* _EXERCISE DIRECTIONS_
Restate the data exactly, with nothing altered.

DATA PROVIDED Block Start

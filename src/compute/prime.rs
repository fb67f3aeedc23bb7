//! Trial-division primality check.
//!
//! The scan is deliberately O(n): it visits every candidate below `n` and
//! never stops early, so request cost grows linearly with the input. That
//! cost is what the server exists to show under a CPU quota.

use crate::compute::parallelism::Sliced;

/// Candidates examined per CPU slot before the scan yields its slot.
pub const SCAN_SLICE: u64 = 1_000_000;

/// Returns `true` if `n` is prime.
pub fn is_prime(n: u64) -> bool {
    if n <= 1 {
        return false;
    }

    let mut prime = true;
    for i in 0..n {
        if i <= 1 {
            continue;
        }
        if n % i == 0 {
            prime = false;
        }
    }

    prime
}

/// [`is_prime`] split into resumable slices of at most `slice` candidates.
#[derive(Debug, Clone)]
pub struct PrimeScan {
    n: u64,
    next: u64,
    prime: bool,
    slice: u64,
}

impl PrimeScan {
    pub fn new(n: u64) -> Self {
        Self::with_slice(n, SCAN_SLICE)
    }

    pub fn with_slice(n: u64, slice: u64) -> Self {
        Self {
            n,
            next: 0,
            prime: n > 1,
            slice: slice.max(1),
        }
    }

    /// Candidates still to examine.
    pub fn remaining(&self) -> u64 {
        self.n - self.next
    }
}

impl Sliced for PrimeScan {
    type Output = bool;

    fn step(&mut self) -> Option<bool> {
        if self.n <= 1 {
            return Some(false);
        }

        let end = self.next.saturating_add(self.slice).min(self.n);
        for i in self.next..end {
            if i <= 1 {
                continue;
            }
            if self.n % i == 0 {
                self.prime = false;
            }
        }
        self.next = end;

        if self.next == self.n {
            Some(self.prime)
        } else {
            None
        }
    }
}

DATA PROVIDED Block End

* _RESPONSE BELOW_
filename src/compute/prime.rs
repository fb67f3aeedc23bb7
//! Trial-division primality check.
//!
//! The scan is deliberately O(n): it visits every candidate below `n` and
//! never stops early, so request cost grows linearly with the input. That
//! cost is what the server exists to show under a CPU quota.

use crate::compute::parallelism::Sliced;

/// Candidates examined per CPU slot before the scan yields its slot.
pub const SCAN_SLICE: u64 = 1_000_000;

/// Returns `true` if `n` is prime.
pub fn is_prime(n: u64) -> bool {
    if n <= 1 {
        return false;
    }

    let mut prime = true;
    for i in 0..n {
        if i <= 1 {
            continue;
        }
        if n % i == 0 {
            prime = false;
        }
    }

    prime
}

/// [`is_prime`] split into resumable slices of at most `slice` candidates.
#[derive(Debug, Clone)]
pub struct PrimeScan {
    n: u64,
    next: u64,
    prime: bool,
    slice: u64,
}

impl PrimeScan {
    pub fn new(n: u64) -> Self {
        Self::with_slice(n, SCAN_SLICE)
    }

    pub fn with_slice(n: u64, slice: u64) -> Self {
        Self {
            n,
            next: 0,
            prime: n > 1,
            slice: slice.max(1),
        }
    }

    /// Candidates still to examine.
    pub fn remaining(&self) -> u64 {
        self.n - self.next
    }
}

impl Sliced for PrimeScan {
    type Output = bool;

    fn step(&mut self) -> Option<bool> {
        if self.n <= 1 {
            return Some(false);
        }

        let end = self.next.saturating_add(self.slice).min(self.n);
        for i in self.next..end {
            if i <= 1 {
                continue;
            }
            if self.n % i == 0 {
                self.prime = false;
            }
        }
        self.next = end;

        if self.next == self.n {
            Some(self.prime)
        } else {
            None
        }
    }
}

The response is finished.